» EXERCISE OBJECTIVE:
Please take the records that follow and repeat exactly the lines starting with the line with "let _guard = self.run_lock.lock().await;" and going on through the line with "is in progress.".

[Collected data]

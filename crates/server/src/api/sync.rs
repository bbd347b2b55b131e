//! Sync API handlers.

use std::sync::Arc;

use axum::{extract::State, http::StatusCode, Json};
use objdex_core::{SchedulerStatus, SyncError, SyncReport};

use super::ErrorResponse;
use crate::state::AppState;

/// POST /api/v1/sync
///
/// Run one sync and wait for its report. 409 if a run is already in progress.
pub async fn trigger_sync(
    State(state): State<Arc<AppState>>,
) -> Result<Json<SyncReport>, (StatusCode, Json<ErrorResponse>)> {
    match state.scheduler().trigger().await {
        Ok(report) => Ok(Json(report)),
        Err(e @ SyncError::AlreadyRunning) => {
            Err((StatusCode::CONFLICT, Json(ErrorResponse::new(e.to_string()))))
        }
        Err(e @ SyncError::ListingUnavailable(_)) => Err((
            StatusCode::BAD_GATEWAY,
            Json(ErrorResponse::new(e.to_string())),
        )),
        Err(e) => Err((
            StatusCode::INTERNAL_SERVER_ERROR,
            Json(ErrorResponse::new(e.to_string())),
        )),
    }
}

/// GET /api/v1/sync/status
pub async fn get_status(State(state): State<Arc<AppState>>) -> Json<SchedulerStatus> {
    Json(state.scheduler().status().await)
}
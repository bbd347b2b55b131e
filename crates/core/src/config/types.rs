use serde::{Deserialize, Serialize};
use std::net::IpAddr;
use std::path::PathBuf;

use crate::sync::SyncConfig;

/// Root configuration
#[derive(Debug, Clone, Deserialize, Serialize)]
pub struct Config {
    pub storage: StorageConfig,
    #[serde(default)]
    pub server: ServerConfig,
    #[serde(default)]
    pub database: DatabaseConfig,
    #[serde(default)]
    pub sync: SyncConfig,
    #[serde(default)]
    pub access: AccessConfig,
    #[serde(default)]
    pub search: SearchConfig,
}

/// Server configuration
#[derive(Debug, Clone, Deserialize, Serialize)]
pub struct ServerConfig {
    #[serde(default = "default_host")]
    pub host: IpAddr,
    #[serde(default = "default_port")]
    pub port: u16,
}

impl Default for ServerConfig {
    fn default() -> Self {
        Self {
            host: default_host(),
            port: default_port(),
        }
    }
}

fn default_host() -> IpAddr {
    IpAddr::from([0, 0, 0, 0])
}

fn default_port() -> u16 {
    8080
}

/// Database configuration
#[derive(Debug, Clone, Deserialize, Serialize)]
pub struct DatabaseConfig {
    #[serde(default = "default_db_path")]
    pub path: PathBuf,
}

impl Default for DatabaseConfig {
    fn default() -> Self {
        Self {
            path: default_db_path(),
        }
    }
}

fn default_db_path() -> PathBuf {
    PathBuf::from("objdex.db")
}

/// Remote object store (S3) configuration
#[derive(Debug, Clone, Deserialize, Serialize)]
pub struct StorageConfig {
    /// Bucket to index.
    pub bucket: String,
    /// AWS region (default: resolved by the AWS SDK)
    #[serde(default)]
    pub region: Option<String>,
    /// Named AWS profile (default: the standard credentials chain)
    #[serde(default)]
    pub profile: Option<String>,
    /// Custom endpoint for S3-compatible stores (MinIO, R2, ...)
    #[serde(default)]
    pub endpoint_url: Option<String>,
    /// Use path-style addressing (needed by most S3-compatible stores)
    #[serde(default)]
    pub force_path_style: bool,
    /// Only index keys under this prefix
    #[serde(default)]
    pub prefix: Option<String>,
    /// Keys requested per listing page (default: 1000)
    #[serde(default = "default_page_size")]
    pub page_size: i32,
}

fn default_page_size() -> i32 {
    1000
}

/// Access URL configuration
#[derive(Debug, Clone, Deserialize, Serialize)]
pub struct AccessConfig {
    /// Lifetime of issued URLs in seconds (default: 600)
    #[serde(default = "default_url_expiry")]
    pub url_expiry_secs: u64,
}

impl Default for AccessConfig {
    fn default() -> Self {
        Self {
            url_expiry_secs: default_url_expiry(),
        }
    }
}

fn default_url_expiry() -> u64 {
    600
}

/// Search API configuration
#[derive(Debug, Clone, Deserialize, Serialize)]
pub struct SearchConfig {
    #[serde(default = "default_search_limit")]
    pub default_limit: u32,
    #[serde(default = "default_max_search_limit")]
    pub max_limit: u32,
}

impl Default for SearchConfig {
    fn default() -> Self {
        Self {
            default_limit: default_search_limit(),
            max_limit: default_max_search_limit(),
        }
    }
}

fn default_search_limit() -> u32 {
    20
}

fn default_max_search_limit() -> u32 {
    100
}

/// Sanitized config for API responses (secrets redacted)
#[derive(Debug, Clone, Serialize)]
pub struct SanitizedConfig {
    pub server: ServerConfig,
    pub database: DatabaseConfig,
    pub storage: SanitizedStorageConfig,
    pub sync: SyncConfig,
    pub access: AccessConfig,
    pub search: SearchConfig,
}

/// Sanitized storage config (profile name hidden)
#[derive(Debug, Clone, Serialize)]
pub struct SanitizedStorageConfig {
    pub bucket: String,
    #[serde(skip_serializing_if = "Option::is_none")]
    pub region: Option<String>,
    #[serde(skip_serializing_if = "Option::is_none")]
    pub endpoint_url: Option<String>,
    #[serde(skip_serializing_if = "Option::is_none")]
    pub prefix: Option<String>,
    pub profile_configured: bool,
}

impl From<&Config> for SanitizedConfig {
    fn from(config: &Config) -> Self {
        Self {
            server: config.server.clone(),
            database: config.database.clone(),
            storage: SanitizedStorageConfig {
                bucket: config.storage.bucket.clone(),
                region: config.storage.region.clone(),
                endpoint_url: config.storage.endpoint_url.clone(),
                prefix: config.storage.prefix.clone(),
                profile_configured: config
                    .storage
                    .profile
                    .as_deref()
                    .is_some_and(|p| !p.is_empty()),
            },
            sync: config.sync.clone(),
            access: config.access.clone(),
            search: config.search.clone(),
        }
    }
}
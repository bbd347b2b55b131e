//! Periodic and on-demand sync runs.

use std::sync::atomic::{AtomicBool, Ordering};
use std::sync::Arc;
use std::time::Duration;

use chrono::{DateTime, Utc};
use serde::{Deserialize, Serialize};
use tokio::sync::{broadcast, Mutex, RwLock};
use tracing::{debug, info, warn};

use super::config::SyncConfig;
use super::engine::SyncEngine;
use super::types::{SyncError, SyncReport};

/// Outcome of the most recent finished run.
#[derive(Debug, Clone, Default)]
struct LastRun {
    report: Option<SyncReport>,
    error: Option<String>,
    finished_at: Option<DateTime<Utc>>,
}

/// Current status of the scheduler.
#[derive(Debug, Clone, Default, Serialize, Deserialize)]
pub struct SchedulerStatus {
    /// Whether the periodic loop is running.
    pub running: bool,
    /// Whether a sync run holds the run lock right now.
    pub sync_in_progress: bool,
    /// Seconds between scheduled runs (0 = manual only).
    pub interval_secs: u64,
    /// Report of the last successful run.
    #[serde(skip_serializing_if = "Option::is_none")]
    pub last_report: Option<SyncReport>,
    /// Error of the last run, if it failed.
    #[serde(skip_serializing_if = "Option::is_none")]
    pub last_error: Option<String>,
    #[serde(skip_serializing_if = "Option::is_none")]
    pub last_finished_at: Option<DateTime<Utc>>,
}

/// Runs the sync engine on an interval and on demand, one run at a time.
pub struct SyncScheduler {
    engine: Arc<SyncEngine>,
    config: SyncConfig,

    // Runtime state
    run_lock: Arc<Mutex<()>>,
    running: Arc<AtomicBool>,
    last_run: Arc<RwLock<LastRun>>,
    shutdown_tx: broadcast::Sender<()>,
}

impl SyncScheduler {
    /// Create a new scheduler.
    pub fn new(engine: Arc<SyncEngine>, config: SyncConfig) -> Self {
        let (shutdown_tx, _) = broadcast::channel(1);

        Self {
            engine,
            config,
            run_lock: Arc::new(Mutex::new(())),
            running: Arc::new(AtomicBool::new(false)),
            last_run: Arc::new(RwLock::new(LastRun::default())),
            shutdown_tx,
        }
    }

    /// Start the scheduler (spawns the periodic loop).
    pub async fn start(&self) {
        if self.running.swap(true, Ordering::SeqCst) {
            warn!("Sync scheduler already running");
            return;
        }

        if self.config.interval_secs == 0 && !self.config.run_on_startup {
            info!("Periodic sync disabled, runs must be triggered manually");
            return;
        }

        let engine = Arc::clone(&self.engine);
        let run_lock = Arc::clone(&self.run_lock);
        let last_run = Arc::clone(&self.last_run);
        let running = Arc::clone(&self.running);
        let config = self.config.clone();
        let mut shutdown_rx = self.shutdown_tx.subscribe();

        tokio::spawn(async move {
            if config.run_on_startup {
                info!("Running startup sync of {}", engine.container());
                Self::run_scheduled(&engine, &run_lock, &last_run).await;
            }

            if config.interval_secs == 0 {
                return;
            }

            info!("Sync loop started (every {}s)", config.interval_secs);
            loop {
                tokio::select! {
                    _ = shutdown_rx.recv() => {
                        info!("Sync loop received shutdown signal");
                        break;
                    }
                    _ = tokio::time::sleep(Duration::from_secs(config.interval_secs)) => {
                        if !running.load(Ordering::Relaxed) {
                            break;
                        }
                        Self::run_scheduled(&engine, &run_lock, &last_run).await;
                    }
                }
            }
            info!("Sync loop stopped");
        });

        info!("Sync scheduler started");
    }

    /// Stop the scheduler and wait for an in-flight run to finish.
    pub async fn stop(&self) {
        if !self.running.swap(false, Ordering::SeqCst) {
            warn!("Sync scheduler not running");
            return;
        }

        info!("Stopping sync scheduler");
        let _ = self.shutdown_tx.send(());

        // Acquiring the lock waits out a run that is mid-commit.
        let _guard = self.run_lock.lock().await;

        info!("Sync scheduler stopped");
    }

    /// Run one sync now.
    ///
    /// Returns [`SyncError::AlreadyRunning`] immediately if a run is in progress.
    pub async fn trigger(&self) -> Result<SyncReport, SyncError> {
        Self::run_exclusive(&self.engine, &self.run_lock, &self.last_run).await
    }

    /// Get current scheduler status.
    pub async fn status(&self) -> SchedulerStatus {
        let last = self.last_run.read().await.clone();

        SchedulerStatus {
            running: self.running.load(Ordering::Relaxed),
            sync_in_progress: self.run_lock.try_lock().is_err(),
            interval_secs: self.config.interval_secs,
            last_report: last.report,
            last_error: last.error,
            last_finished_at: last.finished_at,
        }
    }

    async fn run_scheduled(engine: &SyncEngine, run_lock: &Mutex<()>, last_run: &RwLock<LastRun>) {
        match Self::run_exclusive(engine, run_lock, last_run).await {
            Ok(_) => {}
            Err(SyncError::AlreadyRunning) => {
                debug!("Skipping scheduled sync, a run is already in progress");
            }
            Err(e) => warn!("Scheduled sync failed: {}", e),
        }
    }

    async fn run_exclusive(
        engine: &SyncEngine,
        run_lock: &Mutex<()>,
        last_run: &RwLock<LastRun>,
    ) -> Result<SyncReport, SyncError> {
        let _guard = run_lock.try_lock().map_err(|_| SyncError::AlreadyRunning)?;

        let result = engine.synchronize().await;

        let mut last = last_run.write().await;
        last.finished_at = Some(Utc::now());
        match &result {
            Ok(report) => {
                last.report = Some(report.clone());
                last.error = None;
            }
            Err(e) => last.error = Some(e.to_string()),
        }

        result
    }
}
//! SQLite-backed object catalog implementation.

use std::path::Path;
use std::sync::{Mutex, MutexGuard};

use chrono::{DateTime, SecondsFormat, SubsecRound, Utc};
use rusqlite::{params, Connection, OptionalExtension};
use tracing::info;

use super::{CatalogEntry, CatalogEntrySummary, CatalogError, CatalogStats, NewCatalogEntry, ObjectCatalog};

/// SQLite-backed object catalog.
pub struct SqliteCatalog {
    conn: Mutex<Connection>,
}

impl SqliteCatalog {
    /// Create a new SQLite catalog, creating the database file and tables if needed.
    pub fn new(path: &Path) -> Result<Self, CatalogError> {
        let conn = Connection::open(path)?;
        Self::initialize_schema(&conn)?;
        Ok(Self {
            conn: Mutex::new(conn),
        })
    }

    /// Create an in-memory SQLite catalog (useful for testing).
    pub fn in_memory() -> Result<Self, CatalogError> {
        let conn = Connection::open_in_memory()?;
        Self::initialize_schema(&conn)?;
        Ok(Self {
            conn: Mutex::new(conn),
        })
    }

    fn initialize_schema(conn: &Connection) -> Result<(), CatalogError> {
        conn.execute_batch(
            r#"
            -- One row per indexed object (object_key is the natural key)
            CREATE TABLE IF NOT EXISTS catalog_entries (
                id INTEGER PRIMARY KEY AUTOINCREMENT,
                display_name TEXT NOT NULL,
                object_key TEXT NOT NULL UNIQUE,
                indexed_at TEXT NOT NULL,
                -- Case-folded display_name; SQLite LIKE only folds ASCII
                search_name TEXT NOT NULL DEFAULT ''
            );

            CREATE INDEX IF NOT EXISTS idx_catalog_entries_display_name ON catalog_entries(display_name);
            CREATE INDEX IF NOT EXISTS idx_catalog_entries_indexed_at ON catalog_entries(indexed_at);
            "#,
        )?;

        Self::migrate_search_name(conn)?;

        Ok(())
    }

    /// Add and backfill `search_name` on catalogs created before it existed.
    fn migrate_search_name(conn: &Connection) -> Result<(), CatalogError> {
        let has_column: bool = conn.query_row(
            "SELECT COUNT(*) > 0 FROM pragma_table_info('catalog_entries') WHERE name = 'search_name'",
            [],
            |row| row.get(0),
        )?;
        if has_column {
            return Ok(());
        }

        info!("Adding search_name column to catalog_entries");
        conn.execute_batch(
            "ALTER TABLE catalog_entries ADD COLUMN search_name TEXT NOT NULL DEFAULT ''",
        )?;

        let mut select = conn.prepare("SELECT id, display_name FROM catalog_entries")?;
        let rows = select
            .query_map([], |row| Ok((row.get::<_, i64>(0)?, row.get::<_, String>(1)?)))?
            .collect::<rusqlite::Result<Vec<_>>>()?;

        let mut update = conn.prepare("UPDATE catalog_entries SET search_name = ? WHERE id = ?")?;
        for (id, display_name) in &rows {
            update.execute(params![Self::fold_case(display_name), id])?;
        }

        Ok(())
    }

    fn conn(&self) -> Result<MutexGuard<'_, Connection>, CatalogError> {
        self.conn
            .lock()
            .map_err(|_| CatalogError::Internal("catalog connection lock poisoned".to_string()))
    }

    /// Fixed-width text so lexical order in SQLite matches chronological order.
    fn format_timestamp(ts: &DateTime<Utc>) -> String {
        ts.to_rfc3339_opts(SecondsFormat::Micros, true)
    }

    fn parse_timestamp(idx: usize, raw: &str) -> rusqlite::Result<DateTime<Utc>> {
        DateTime::parse_from_rfc3339(raw)
            .map(|dt| dt.with_timezone(&Utc))
            .map_err(|e| {
                rusqlite::Error::FromSqlConversionFailure(idx, rusqlite::types::Type::Text, Box::new(e))
            })
    }

    /// Timestamp for the next commit: the current time, but never earlier
    /// than the newest stored entry.
    fn next_timestamp(conn: &Connection) -> Result<DateTime<Utc>, CatalogError> {
        let now = Utc::now().trunc_subsecs(6);
        let newest: Option<String> = conn.query_row(
            "SELECT MAX(indexed_at) FROM catalog_entries",
            [],
            |row| row.get(0),
        )?;

        match newest {
            Some(raw) => {
                let newest = Self::parse_timestamp(0, &raw)?;
                Ok(now.max(newest))
            }
            None => Ok(now),
        }
    }

    fn row_to_entry(row: &rusqlite::Row) -> rusqlite::Result<CatalogEntry> {
        let indexed_at: String = row.get(3)?;
        Ok(CatalogEntry {
            id: row.get(0)?,
            display_name: row.get(1)?,
            object_key: row.get(2)?,
            indexed_at: Self::parse_timestamp(3, &indexed_at)?,
        })
    }

    /// Unicode case folding applied to stored names and queries alike.
    fn fold_case(text: &str) -> String {
        text.to_lowercase()
    }

    /// Escape LIKE wildcards so the query matches literally.
    fn like_pattern(query: &str) -> String {
        let mut escaped = String::with_capacity(query.len() + 2);
        escaped.push('%');
        for c in query.chars() {
            if matches!(c, '%' | '_' | '\\') {
                escaped.push('\\');
            }
            escaped.push(c);
        }
        escaped.push('%');
        escaped
    }
}

impl ObjectCatalog for SqliteCatalog {
    fn most_recently_indexed(&self) -> Result<Option<CatalogEntry>, CatalogError> {
        let conn = self.conn()?;

        let entry = conn
            .query_row(
                "SELECT id, display_name, object_key, indexed_at
                 FROM catalog_entries
                 ORDER BY indexed_at DESC, id DESC
                 LIMIT 1",
                [],
                Self::row_to_entry,
            )
            .optional()?;

        Ok(entry)
    }

    fn exists_by_key(&self, object_key: &str) -> Result<bool, CatalogError> {
        let conn = self.conn()?;

        let exists = conn
            .query_row(
                "SELECT 1 FROM catalog_entries WHERE object_key = ?",
                params![object_key],
                |_| Ok(()),
            )
            .optional()?
            .is_some();

        Ok(exists)
    }

    fn insert_batch(&self, entries: &[NewCatalogEntry]) -> Result<usize, CatalogError> {
        if entries.is_empty() {
            return Ok(0);
        }

        let mut conn = self.conn()?;
        let tx = conn.transaction()?;
        let indexed_at = Self::format_timestamp(&Self::next_timestamp(&tx)?);

        let mut inserted = 0;
        {
            let mut stmt = tx.prepare(
                "INSERT OR IGNORE INTO catalog_entries (display_name, object_key, indexed_at, search_name)
                 VALUES (?, ?, ?, ?)",
            )?;
            for entry in entries {
                inserted += stmt.execute(params![
                    &entry.display_name,
                    &entry.object_key,
                    &indexed_at,
                    Self::fold_case(&entry.display_name),
                ])?;
            }
        }

        // Dropping `tx` on an error path above rolls the whole batch back.
        tx.commit()?;

        Ok(inserted)
    }

    fn search_by_name(
        &self,
        query: &str,
        limit: u32,
    ) -> Result<Vec<CatalogEntrySummary>, CatalogError> {
        let conn = self.conn()?;
        let pattern = Self::like_pattern(&Self::fold_case(query));

        let mut stmt = conn.prepare(
            "SELECT id, display_name FROM catalog_entries
             WHERE search_name LIKE ?1 ESCAPE '\\'
             ORDER BY id
             LIMIT ?2",
        )?;

        let rows = stmt.query_map(params![&pattern, limit], |row| {
            Ok(CatalogEntrySummary {
                id: row.get(0)?,
                display_name: row.get(1)?,
            })
        })?;

        let mut results = Vec::new();
        for row in rows {
            results.push(row?);
        }
        Ok(results)
    }

    fn get_by_id(&self, id: i64) -> Result<Option<CatalogEntry>, CatalogError> {
        let conn = self.conn()?;

        let entry = conn
            .query_row(
                "SELECT id, display_name, object_key, indexed_at FROM catalog_entries WHERE id = ?",
                params![id],
                Self::row_to_entry,
            )
            .optional()?;

        Ok(entry)
    }

    fn stats(&self) -> Result<CatalogStats, CatalogError> {
        let conn = self.conn()?;

        let (total_entries, oldest, newest): (u64, Option<String>, Option<String>) = conn
            .query_row(
                "SELECT COUNT(*), MIN(indexed_at), MAX(indexed_at) FROM catalog_entries",
                [],
                |row| Ok((row.get(0)?, row.get(1)?, row.get(2)?)),
            )?;

        let oldest_indexed_at = oldest
            .map(|raw| Self::parse_timestamp(1, &raw))
            .transpose()?;
        let newest_indexed_at = newest
            .map(|raw| Self::parse_timestamp(2, &raw))
            .transpose()?;

        Ok(CatalogStats {
            total_entries,
            oldest_indexed_at,
            newest_indexed_at,
        })
    }
}
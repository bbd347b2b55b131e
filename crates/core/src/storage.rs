//! S3 client construction shared by the listing source and the URL issuer.

use aws_config::BehaviorVersion;
use aws_sdk_s3::config::Region;
use aws_sdk_s3::Client;
use tracing::info;

use crate::config::StorageConfig;

/// Build an S3 client from the storage configuration.
///
/// Credentials come from the default AWS chain, or from the named profile
/// when one is configured.
pub async fn connect_s3(config: &StorageConfig) -> Client {
    let mut loader = aws_config::defaults(BehaviorVersion::latest());

    if let Some(region) = config.region.as_deref().filter(|r| !r.is_empty()) {
        loader = loader.region(Region::new(region.to_string()));
    }
    match config.profile.as_deref().filter(|p| !p.is_empty()) {
        Some(profile) => {
            info!("Using AWS profile: {}", profile);
            loader = loader.profile_name(profile);
        }
        None => info!("Using default AWS credentials chain"),
    }
    if let Some(endpoint) = config.endpoint_url.as_deref().filter(|e| !e.is_empty()) {
        info!("Using custom S3 endpoint: {}", endpoint);
        loader = loader.endpoint_url(endpoint);
    }

    let shared = loader.load().await;
    let s3_config = aws_sdk_s3::config::Builder::from(&shared)
        .force_path_style(config.force_path_style)
        .build();

    Client::from_conf(s3_config)
}
mod loader;
mod types;
mod validate;

pub use loader::{load_config, load_config_from_str};
pub use types::*;
pub use validate::validate_config;

use thiserror::Error;

#[derive(Debug, Error)]
pub enum ConfigError {
    #[error("Configuration file not found: {0}")]
    FileNotFound(String),

    #[error("Failed to parse configuration: {0}")]
    ParseError(String),

    #[error("Configuration validation failed: {0}")]
    ValidationError(String),
}
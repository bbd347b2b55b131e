use axum::{
    middleware,
    routing::{get, post},
    Router,
};
use std::sync::Arc;
use tower_http::trace::TraceLayer;

use super::{catalog, handlers, middleware::metrics_middleware, objects, sync};
use crate::state::AppState;

pub fn create_router(state: Arc<AppState>) -> Router {
    // API routes
    let api_routes = Router::new()
        // Health and config
        .route("/health", get(handlers::health))
        .route("/config", get(handlers::get_config))
        // Catalog queries
        .route("/search", get(catalog::search))
        .route("/catalog/stats", get(catalog::get_stats))
        // Objects
        .route("/objects/{id}", get(objects::get_object))
        .route("/objects/{id}/url", get(objects::get_object_url))
        // Sync
        .route("/sync", post(sync::trigger_sync))
        .route("/sync/status", get(sync::get_status));

    Router::new()
        .nest("/api/v1", api_routes)
        .route("/metrics", get(handlers::get_metrics))
        .with_state(state)
        .layer(middleware::from_fn(metrics_middleware))
        .layer(TraceLayer::new_for_http())
}
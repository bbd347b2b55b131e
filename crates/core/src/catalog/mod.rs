//! Object catalog - the local, searchable index of remote objects.
//!
//! The catalog is append-only: rows are created by the sync engine and never
//! updated or removed. The most recent `indexed_at` acts as the watermark for
//! differential sync.

mod sqlite;
mod types;

pub use sqlite::SqliteCatalog;
pub use types::*;

/// Trait for catalog storage.
pub trait ObjectCatalog: Send + Sync {
    /// The entry with the greatest `indexed_at`, if any.
    fn most_recently_indexed(&self) -> Result<Option<CatalogEntry>, CatalogError>;

    /// Check if an entry with this exact object key exists.
    fn exists_by_key(&self, object_key: &str) -> Result<bool, CatalogError>;

    /// Insert a batch of entries as one atomic commit.
    ///
    /// Keys that are already present are ignored, never updated.
    /// Returns the number of rows actually inserted.
    fn insert_batch(&self, entries: &[NewCatalogEntry]) -> Result<usize, CatalogError>;

    /// Substring search on display names, folding Unicode case on both sides.
    fn search_by_name(
        &self,
        query: &str,
        limit: u32,
    ) -> Result<Vec<CatalogEntrySummary>, CatalogError>;

    /// Look up an entry by id.
    fn get_by_id(&self, id: i64) -> Result<Option<CatalogEntry>, CatalogError>;

    /// Get catalog statistics.
    fn stats(&self) -> Result<CatalogStats, CatalogError>;
}
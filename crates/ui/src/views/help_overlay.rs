// Help overlay rendering
use crate::utils::centered_rect;
use ratatui::{
    backend::CrosstermBackend,
    layout::Rect,
    style::{Color, Modifier, Style},
    text::{Line, Span},
    widgets::{Block, BorderType, Borders, Clear, Paragraph, Wrap},
    Frame,
};
use std::io;

fn key_line(key: &str, description: &str) -> Line<'static> {
    Line::from(vec![
        Span::styled(
            format!("{:<10}", key),
            Style::default()
                .fg(Color::Yellow)
                .add_modifier(Modifier::BOLD),
        ),
        Span::raw(description.to_string()),
    ])
}

// Render the help content into `area`
pub fn render_help(f: &mut Frame<CrosstermBackend<io::Stdout>>, area: Rect) {
    let help_text = vec![
        Line::from(Span::styled(
            "Main menu",
            Style::default()
                .fg(Color::Cyan)
                .add_modifier(Modifier::BOLD),
        )),
        key_line("↑/↓ j/k", "Choose a service"),
        key_line("Enter", "Open the selected service"),
        key_line("?", "Toggle this help"),
        key_line("q / Esc", "Quit"),
        Line::from(""),
        Line::from(Span::styled(
            "Report form",
            Style::default()
                .fg(Color::Cyan)
                .add_modifier(Modifier::BOLD),
        )),
        key_line("Tab", "Next field (Shift+Tab goes back)"),
        key_line("Enter", "Next field, new line, or press button"),
        key_line("Ctrl+S", "Submit the report"),
        key_line("Esc", "Close the form without submitting"),
        Line::from(""),
        Line::from(Span::styled(
            "A report needs a location and a description of at least 20 characters.",
            Style::default().fg(Color::Gray),
        )),
    ];

    let help_widget = Paragraph::new(help_text)
        .block(
            Block::default()
                .borders(Borders::ALL)
                .border_type(BorderType::Rounded)
                .title(Span::styled(" Help ", Style::default().fg(Color::Yellow))),
        )
        .wrap(Wrap { trim: true });

    f.render_widget(help_widget, area);
}

// Render help as a centered modal
pub fn render_help_overlay(f: &mut Frame<CrosstermBackend<io::Stdout>>) {
    let help_area = centered_rect(60, 18, f.size());
    f.render_widget(Clear, help_area);
    render_help(f, help_area);
}
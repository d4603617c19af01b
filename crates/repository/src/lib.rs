// repository crate
//
// Storage for reported issues. The UI and CLI only talk to the
// IssueRepository trait, so the backing store can be swapped freely.

mod error;
mod json_file;
mod memory;

pub use error::RepositoryError;
pub use json_file::JsonFileIssueRepository;
pub use memory::InMemoryIssueRepository;

use models::{Issue, IssueId, ReportInput};

/// A store of reported issues
pub trait IssueRepository {
    /// Persist an accepted report as a new open issue and return its id.
    ///
    /// The store does not validate; callers are expected to have run the
    /// report through the validators first.
    fn add(&mut self, report: ReportInput) -> Result<IssueId, RepositoryError>;

    /// All stored issues in the order they were added
    fn list(&self) -> Result<Vec<Issue>, RepositoryError>;
}

impl<R: IssueRepository + ?Sized> IssueRepository for Box<R> {
    fn add(&mut self, report: ReportInput) -> Result<IssueId, RepositoryError> {
        (**self).add(report)
    }

    fn list(&self) -> Result<Vec<Issue>, RepositoryError> {
        (**self).list()
    }
}
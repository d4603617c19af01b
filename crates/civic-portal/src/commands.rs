// Non-interactive commands behind the CLI subcommands
use models::{Issue, IssueId, ReportInput};
use repository::{IssueRepository, RepositoryError};
use ui::{submit_report, SubmitError};
use validators::{validate_report, ValidationError};

/// Validate and store a report given on the command line
pub fn report(
    repository: &mut dyn IssueRepository,
    location: &str,
    description: &str,
) -> Result<IssueId, SubmitError> {
    submit_report(repository, ReportInput::new(location, description))
}

/// Validate a report without storing it
pub fn check(location: &str, description: &str) -> Result<(), ValidationError> {
    validate_report(location, description)
}

/// One line per issue: short id, status, time, location and summary
pub fn format_issue_line(issue: &Issue) -> String {
    format!(
        "{}  {:<11}  {}  {}: {}",
        issue.id.short(),
        issue.status.label(),
        issue.reported_at.format("%Y-%m-%d %H:%M"),
        issue.location.trim(),
        issue.summary()
    )
}

/// Listing lines for every stored issue, oldest first
pub fn list(repository: &dyn IssueRepository) -> Result<Vec<String>, RepositoryError> {
    Ok(repository.list()?.iter().map(format_issue_line).collect())
}
// Report submission handling
use models::{IssueId, ReportInput};
use repository::{IssueRepository, RepositoryError};
use thiserror::Error;
use validators::{validate_input, ValidationError};

/// Why a submitted report did not end up in the store
#[derive(Debug, Error)]
pub enum SubmitError {
    #[error(transparent)]
    Invalid(#[from] ValidationError),
    #[error("Could not save the issue: {0}")]
    Store(#[from] RepositoryError),
}

/// Validate a report and, if it passes, hand it to the issue store.
///
/// Nothing is written when validation fails. Used by both the form's submit
/// button and the `report` command.
pub fn submit_report<R>(repository: &mut R, input: ReportInput) -> Result<IssueId, SubmitError>
where
    R: IssueRepository + ?Sized,
{
    if let Err(e) = validate_input(&input) {
        logging::warning(&format!("Report rejected: {}", e));
        return Err(e.into());
    }

    let location = input.location.trim().to_string();
    match repository.add(input) {
        Ok(id) => {
            logging::info(&format!("Issue {} reported at '{}'", id.short(), location));
            Ok(id)
        }
        Err(e) => {
            logging::error(&format!("Failed to store issue at '{}': {}", location, e));
            Err(e.into())
        }
    }
}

» WORKED SOLUTION:
        let _guard = self.run_lock.lock().await;

        info!("Sync scheduler stopped");
    }

    /// Run one sync now.
    ///
    /// Returns [`SyncError::AlreadyRunning`] immediately if a run is in progress.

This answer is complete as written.